According to Pizem, garbage odors are easily managed in buildings with a competent management staff, despite the fact that the average New Yorker is personally responsible for disposing of roughly four-and-a-half pounds of waste each day, which adds up quickly in a high-rise. And yet, according to many people in the waste management business, most tenants hesitate to impose definable standards on the quality of a building's trash compactor, the cleanliness of the garbage chute, or the smell of a garbage room. Because garbage connotes a certain amount of eye-watering, nose-plugging unpleasantness, it is often let off the hook by building residents based on the argument that it is what it is - garbage.
And yet, there are ample services available to reduce - and neutralize - the odors, health risks, fire hazards and infestation problems that are associated with organic and toxic waste. It's up to tenants themselves to evaluate whether or not their building is making room in the budget to utilize these services - preferably before there is an obvious need to do so.
No need to don nose-plugs, goggles and industrial gloves to take a closer look at your building's trash cycle; you can conduct a valuable inspection by simply knowing the right questions to ask. To begin, why is there so much trash to contend with?

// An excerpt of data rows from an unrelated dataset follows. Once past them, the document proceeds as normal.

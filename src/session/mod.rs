//! Session Orchestration Module
//!
//! Wires one presenter's detector, focus engine, and viewer fan-out into
//! a single owned unit with a deterministic processing order.
//!
//! # Architecture
//!
//! ```text
//! Host events ──> DetectorTask ──> signal queue (bounded) ──┐
//! Operator UI ───────────────────> command queue ───────────┤
//!                                                           ▼
//!                                               session pump (one actor)
//!                                                 ├─> FocusEngine (mutex)
//!                                                 └─> broadcast fan-out
//!                                                       ├─> viewer A
//!                                                       ├─> viewer B
//!                                                       └─> late joiner (snapshot first)
//! ```
//!
//! # Queue priorities
//!
//! Operator commands always drain before intent signals: a freeze or a
//! manual pin submitted while pointer traffic queues up takes effect
//! before that traffic is interpreted.
//!
//! # Ordering toward viewers
//!
//! Focus changes carry a strictly increasing `sequence`. The broadcast
//! channel preserves order per receiver; a viewer that lags far enough to
//! observe `Lagged` must re-sync from [`FocusSession::attach_viewer`] and
//! discard anything older than the snapshot it receives.

use parking_lot::Mutex;
use serde::{Deserialize, Serialize};
use std::sync::Arc;
use tokio::sync::{broadcast, mpsc, watch};
use tokio::task::JoinHandle;
use tracing::{debug, info, warn};
use uuid::Uuid;

use crate::display::{DisplayBounds, DisplayMap, ScreenId, SharedDisplayMap};
use crate::engine::{
    ConfigError, EngineConfig, EngineError, FocusChangeEvent, FocusEngine, FocusMetrics,
    FocusSink, FocusStateSnapshot,
};
use crate::intent::{Clock, CursorProvider, DetectorConfig, DetectorTask, IntentDetector};
use crate::signal::{IntentSignal, OperatorCommand};

/// Session-level queue and fan-out configuration
#[derive(Debug, Clone, Serialize, Deserialize)]
pub struct SessionConfig {
    /// Capacity of the intent-signal queue
    #[serde(default = "default_signal_queue")]
    pub signal_queue_capacity: usize,

    /// Capacity of the operator-command queue
    #[serde(default = "default_command_queue")]
    pub command_queue_capacity: usize,

    /// Per-viewer broadcast buffer before lagging kicks in
    #[serde(default = "default_viewer_buffer")]
    pub viewer_event_buffer: usize,
}

fn default_signal_queue() -> usize {
    64
}
fn default_command_queue() -> usize {
    16
}
fn default_viewer_buffer() -> usize {
    64
}

impl Default for SessionConfig {
    fn default() -> Self {
        Self {
            signal_queue_capacity: default_signal_queue(),
            command_queue_capacity: default_command_queue(),
            viewer_event_buffer: default_viewer_buffer(),
        }
    }
}

impl SessionConfig {
    /// Validate parameter ranges
    pub fn validate(&self) -> Result<(), ConfigError> {
        for (name, value) in [
            ("signal_queue_capacity", self.signal_queue_capacity),
            ("command_queue_capacity", self.command_queue_capacity),
            ("viewer_event_buffer", self.viewer_event_buffer),
        ] {
            if value == 0 {
                return Err(ConfigError::NotPositive { name, value: 0.0 });
            }
        }
        Ok(())
    }
}

/// Event fanned out to connected viewers
#[derive(Debug, Clone, Serialize)]
#[serde(tag = "type", rename_all = "snake_case")]
pub enum SessionEvent {
    /// Authoritative focus transition
    FocusChange(FocusChangeEvent),
    /// Mode change or stay-refresh; lossy
    FocusState(FocusStateSnapshot),
}

/// Everything a newly attached viewer needs to render immediately.
pub struct ViewerSync {
    /// Current engine state
    pub snapshot: FocusStateSnapshot,
    /// Most recent focus change, if any happened yet
    pub latest_change: Option<FocusChangeEvent>,
    /// Live event stream from this point on
    pub events: broadcast::Receiver<SessionEvent>,
}

/// Engine sink that fans events out to viewers and caches the latest
/// change for late joiners.
struct BroadcastSink {
    events_tx: broadcast::Sender<SessionEvent>,
    latest_change: Arc<Mutex<Option<FocusChangeEvent>>>,
}

impl FocusSink for BroadcastSink {
    fn on_focus_change(&self, event: &FocusChangeEvent) {
        *self.latest_change.lock() = Some(event.clone());
        // No receivers is fine; the cache still serves late joiners
        let _ = self.events_tx.send(SessionEvent::FocusChange(event.clone()));
    }

    fn on_focus_state(&self, state: &FocusStateSnapshot) {
        let _ = self.events_tx.send(SessionEvent::FocusState(state.clone()));
    }
}

/// One presenter's focus session.
///
/// Owns the engine exclusively; every mutation funnels through the
/// session pump or through entry points that hold the engine mutex for
/// the duration of the call. Dropping the session after
/// [`FocusSession::shutdown`] releases all state; viewers observe their
/// event streams closing.
pub struct FocusSession {
    id: String,
    engine: Arc<Mutex<FocusEngine>>,
    displays: SharedDisplayMap,
    signal_tx: mpsc::Sender<IntentSignal>,
    command_tx: mpsc::Sender<OperatorCommand>,
    events_tx: broadcast::Sender<SessionEvent>,
    latest_change: Arc<Mutex<Option<FocusChangeEvent>>>,
    detector_task: Option<DetectorTask>,
    pump: Option<JoinHandle<()>>,
    shutdown_tx: watch::Sender<bool>,
}

impl FocusSession {
    /// Start a session over the given display topology.
    ///
    /// Spawns the pump task on the current tokio runtime.
    ///
    /// # Errors
    ///
    /// Returns an error when a configuration section fails validation or
    /// the topology exceeds the display cap.
    pub fn start(
        engine_config: EngineConfig,
        session_config: SessionConfig,
        displays: DisplayMap,
    ) -> Result<Self, EngineError> {
        session_config.validate()?;

        let id = Uuid::new_v4().to_string();
        let shared = SharedDisplayMap::new(displays);
        let (events_tx, _) = broadcast::channel(session_config.viewer_event_buffer);
        let latest_change = Arc::new(Mutex::new(None));

        let sink = BroadcastSink {
            events_tx: events_tx.clone(),
            latest_change: latest_change.clone(),
        };
        let engine = Arc::new(Mutex::new(FocusEngine::new(
            id.clone(),
            engine_config,
            shared.clone(),
            Box::new(sink),
        )?));

        let (signal_tx, signal_rx) = mpsc::channel(session_config.signal_queue_capacity);
        let (command_tx, command_rx) = mpsc::channel(session_config.command_queue_capacity);
        let (shutdown_tx, shutdown_rx) = watch::channel(false);

        let pump = tokio::spawn(Self::pump(
            engine.clone(),
            signal_rx,
            command_rx,
            shutdown_rx,
        ));

        info!(session = %id, "focus session started");
        Ok(Self {
            id,
            engine,
            displays: shared,
            signal_tx,
            command_tx,
            events_tx,
            latest_change,
            detector_task: None,
            pump: Some(pump),
            shutdown_tx,
        })
    }

    /// Session identifier
    pub fn id(&self) -> &str {
        &self.id
    }

    /// Attach the cursor-driven intent detector.
    ///
    /// The detector polls the provider at the configured cadence and
    /// publishes into this session's signal queue.
    pub fn start_detector(
        &mut self,
        config: DetectorConfig,
        provider: Box<dyn CursorProvider>,
        clock: Box<dyn Clock>,
    ) -> Result<(), ConfigError> {
        let detector = IntentDetector::new(config, self.displays.clone(), provider, clock)?;
        self.detector_task = Some(DetectorTask::spawn(detector, self.signal_tx.clone()));
        Ok(())
    }

    /// Handle to the running detector, for host event injection
    pub fn detector(&self) -> Option<&DetectorTask> {
        self.detector_task.as_ref()
    }

    /// Submit an intent signal from an external producer.
    ///
    /// Never blocks; excess pointer traffic is dropped.
    pub fn submit_signal(&self, signal: IntentSignal) {
        if self.signal_tx.try_send(signal).is_err() {
            debug!("signal queue full, signal dropped");
        }
    }

    /// Submit an operator command.
    ///
    /// Commands outrank signals in the pump; delivery is expected to be
    /// rare (user keystrokes).
    pub fn submit_command(&self, command: OperatorCommand) {
        if self.command_tx.try_send(command).is_err() {
            warn!("command queue full, operator command dropped");
        }
    }

    /// Attach a viewer: snapshot plus the live event stream.
    ///
    /// A late joiner renders from `snapshot` (and `latest_change`, when
    /// present) immediately instead of waiting for the next switch.
    pub fn attach_viewer(&self) -> ViewerSync {
        ViewerSync {
            snapshot: self.engine.lock().snapshot(),
            latest_change: self.latest_change.lock().clone(),
            events: self.events_tx.subscribe(),
        }
    }

    /// Current engine state; never mutates
    pub fn snapshot(&self) -> FocusStateSnapshot {
        self.engine.lock().snapshot()
    }

    /// Current decision counters
    pub fn metrics(&self) -> FocusMetrics {
        self.engine.lock().metrics()
    }

    /// Currently active display
    pub fn active_screen(&self) -> Option<ScreenId> {
        self.engine.lock().active_screen()
    }

    /// Atomically replace the display topology for engine and detector.
    pub fn update_displays(&self, displays: Vec<DisplayBounds>) -> Result<(), EngineError> {
        let map = DisplayMap::new(displays)?;
        self.engine.lock().update_displays(map)?;
        Ok(())
    }

    /// Stop the detector and the pump, then release the session.
    ///
    /// In-flight work completes first.
    pub async fn shutdown(mut self) {
        if let Some(detector) = self.detector_task.take() {
            detector.stop().await;
        }
        let _ = self.shutdown_tx.send(true);
        if let Some(pump) = self.pump.take() {
            if let Err(e) = pump.await {
                warn!(error = %e, "session pump join failed");
            }
        }
        info!(session = %self.id, "focus session stopped");
    }

    /// Single consumer of both queues; commands outrank signals.
    async fn pump(
        engine: Arc<Mutex<FocusEngine>>,
        mut signal_rx: mpsc::Receiver<IntentSignal>,
        mut command_rx: mpsc::Receiver<OperatorCommand>,
        mut shutdown_rx: watch::Receiver<bool>,
    ) {
        loop {
            tokio::select! {
                biased;

                changed = shutdown_rx.changed() => {
                    if changed.is_err() || *shutdown_rx.borrow() {
                        break;
                    }
                }

                Some(command) = command_rx.recv() => {
                    engine.lock().handle_operator_command(&command);
                }

                Some(signal) = signal_rx.recv() => {
                    // A command that raced in still beats this signal
                    while let Ok(command) = command_rx.try_recv() {
                        engine.lock().handle_operator_command(&command);
                    }
                    engine.lock().process_signal(&signal);
                }

                else => break,
            }
        }
        debug!("session pump stopped");
    }
}

#[cfg(test)]
mod tests {
    use super::*;
    use crate::signal::SignalType;
    use tokio::time::{timeout, Duration};

    fn three_wide() -> DisplayMap {
        DisplayMap::new(vec![
            DisplayBounds::new(ScreenId(1), 0, 0, 1920, 1080),
            DisplayBounds::new(ScreenId(2), 1920, 0, 1920, 1080),
            DisplayBounds::new(ScreenId(3), 4480, 0, 1920, 1080),
        ])
        .unwrap()
    }

    fn click(screen: ScreenId, ts: u64) -> IntentSignal {
        IntentSignal::new(SignalType::Click, 0.0, 0.0, ts).with_screen(screen)
    }

    async fn next_change(rx: &mut broadcast::Receiver<SessionEvent>) -> FocusChangeEvent {
        loop {
            match timeout(Duration::from_secs(2), rx.recv()).await.unwrap() {
                Ok(SessionEvent::FocusChange(event)) => return event,
                Ok(SessionEvent::FocusState(_)) => continue,
                Err(e) => panic!("event stream failed: {e}"),
            }
        }
    }

    #[tokio::test]
    async fn test_signal_to_viewer_pipeline() {
        let session = FocusSession::start(
            EngineConfig::default(),
            SessionConfig::default(),
            three_wide(),
        )
        .unwrap();
        let mut viewer = session.attach_viewer();
        assert_eq!(viewer.snapshot.active_screen_id, Some(ScreenId(1)));
        assert!(viewer.latest_change.is_none());

        session.submit_signal(click(ScreenId(2), 1000));
        session.submit_signal(click(ScreenId(2), 1400));

        let event = next_change(&mut viewer.events).await;
        assert_eq!(event.screen_id, ScreenId(2));
        assert_eq!(event.sequence, 1);

        session.shutdown().await;
    }

    #[tokio::test]
    async fn test_late_joiner_gets_cached_change() {
        let session = FocusSession::start(
            EngineConfig::default(),
            SessionConfig::default(),
            three_wide(),
        )
        .unwrap();
        let mut early = session.attach_viewer();

        session.submit_signal(click(ScreenId(3), 1000));
        session.submit_signal(click(ScreenId(3), 1400));
        next_change(&mut early.events).await;

        // Joined after the switch: state arrives without waiting
        let late = session.attach_viewer();
        assert_eq!(late.snapshot.active_screen_id, Some(ScreenId(3)));
        let cached = late.latest_change.unwrap();
        assert_eq!(cached.screen_id, ScreenId(3));
        assert_eq!(cached.sequence, 1);

        session.shutdown().await;
    }

    #[tokio::test]
    async fn test_command_flows_through_pump() {
        let session = FocusSession::start(
            EngineConfig::default(),
            SessionConfig::default(),
            three_wide(),
        )
        .unwrap();
        let mut viewer = session.attach_viewer();

        session.submit_command(OperatorCommand::manual_select(ScreenId(2), 500));
        let event = next_change(&mut viewer.events).await;
        assert_eq!(event.reason, SignalType::Manual);
        assert_eq!(event.screen_id, ScreenId(2));
        assert_eq!(session.active_screen(), Some(ScreenId(2)));

        session.shutdown().await;
    }

    #[tokio::test]
    async fn test_update_displays_propagates() {
        let session = FocusSession::start(
            EngineConfig::default(),
            SessionConfig::default(),
            three_wide(),
        )
        .unwrap();

        session
            .update_displays(vec![DisplayBounds::new(ScreenId(5), 0, 0, 2560, 1440)])
            .unwrap();
        assert_eq!(session.active_screen(), Some(ScreenId(5)));

        session.shutdown().await;
    }

    #[tokio::test]
    async fn test_shutdown_is_clean() {
        let session = FocusSession::start(
            EngineConfig::default(),
            SessionConfig::default(),
            three_wide(),
        )
        .unwrap();
        session.submit_signal(click(ScreenId(2), 1000));
        session.shutdown().await;
    }
}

Prior to the 1980s, waste disposal was a fairly simple matter for the residents and managers of New York City's apartment buildings. Curbside recycling programs had yet to be introduced, so tenants had no reason to separate their refuse: a carton of juice, a can of peas and an eggshell were cohabitants in the vast urban wasteland. Additionally, building managers didn't have to contend with the large volumes of organic waste that lead to rodent and odor problems, because this waste was incinerated at the end of its journey down the chute. Taking out the trash was more aptly described as taking out the tins of ash.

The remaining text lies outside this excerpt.